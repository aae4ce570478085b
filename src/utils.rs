use anyhow::Result;

/// Mask a secret, keeping the first and last five characters of long values.
pub fn mask_secret(secret: &str) -> String {
    let chars: Vec<char> = secret.chars().collect();
    if chars.len() > 10 {
        let head: String = chars[..5].iter().collect();
        let tail: String = chars[chars.len() - 5..].iter().collect();
        format!("{}...{}", head, tail)
    } else {
        "***".to_string()
    }
}

/// Whether an env-style key names a secret value.
pub fn is_secret_key(key: &str) -> bool {
    let key = key.to_uppercase();
    key.ends_with("TOKEN") || key.ends_with("KEY")
}

pub fn format_timestamp(timestamp: &str) -> String {
    if let Ok(dt) = chrono::DateTime::parse_from_rfc3339(timestamp) {
        dt.format("%Y-%m-%d %H:%M:%S").to_string()
    } else {
        timestamp.to_string()
    }
}

pub fn truncate_string(s: &str, max_len: usize) -> String {
    if s.chars().count() <= max_len {
        s.to_string()
    } else {
        let kept: String = s.chars().take(max_len.saturating_sub(3)).collect();
        format!("{}...", kept)
    }
}

/// Progress through a batch as a percentage, e.g. `33.3`.
pub fn progress_percent(index: usize, total: usize) -> f64 {
    if total == 0 {
        return 100.0;
    }
    index as f64 / total as f64 * 100.0
}

pub fn confirm(message: &str) -> Result<bool> {
    use dialoguer::Confirm;

    Ok(Confirm::new().with_prompt(message).default(false).interact()?)
}

#[cfg(test)]
mod tests {
    use super::*;

    #[test]
    fn test_mask_secret_long_value() {
        assert_eq!(mask_secret("abcdefghijklmnop"), "abcde...lmnop");
    }

    #[test]
    fn test_mask_secret_short_value() {
        assert_eq!(mask_secret("short"), "***");
        assert_eq!(mask_secret("exactly10c"), "***");
        assert_eq!(mask_secret(""), "***");
    }

    #[test]
    fn test_mask_secret_multibyte() {
        assert_eq!(mask_secret("ééééééééééé"), "ééééé...ééééé");
    }

    #[test]
    fn test_is_secret_key() {
        assert!(is_secret_key("CF_API_TOKEN"));
        assert!(is_secret_key("cf_api_key"));
        assert!(!is_secret_key("CF_ACCOUNT_ID"));
        assert!(!is_secret_key("CF_EMAIL"));
    }

    #[test]
    fn test_format_timestamp() {
        assert_eq!(
            format_timestamp("2024-01-15T10:30:00.123456Z"),
            "2024-01-15 10:30:00"
        );
        assert_eq!(format_timestamp("not a date"), "not a date");
    }

    #[test]
    fn test_truncate_string() {
        assert_eq!(truncate_string("short", 10), "short");
        assert_eq!(truncate_string("a much longer string", 10), "a much ...");
    }

    #[test]
    fn test_progress_percent() {
        assert_eq!(format!("{:.1}", progress_percent(1, 3)), "33.3");
        assert_eq!(format!("{:.1}", progress_percent(3, 3)), "100.0");
        assert_eq!(progress_percent(0, 0), 100.0);
    }
}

****************

Out of the preceding entries, pull each line that contains the word "message".

Written response
pub fn confirm(message: &str) -> Result<bool> {
    Ok(Confirm::new().with_prompt(message).default(false).interact()?)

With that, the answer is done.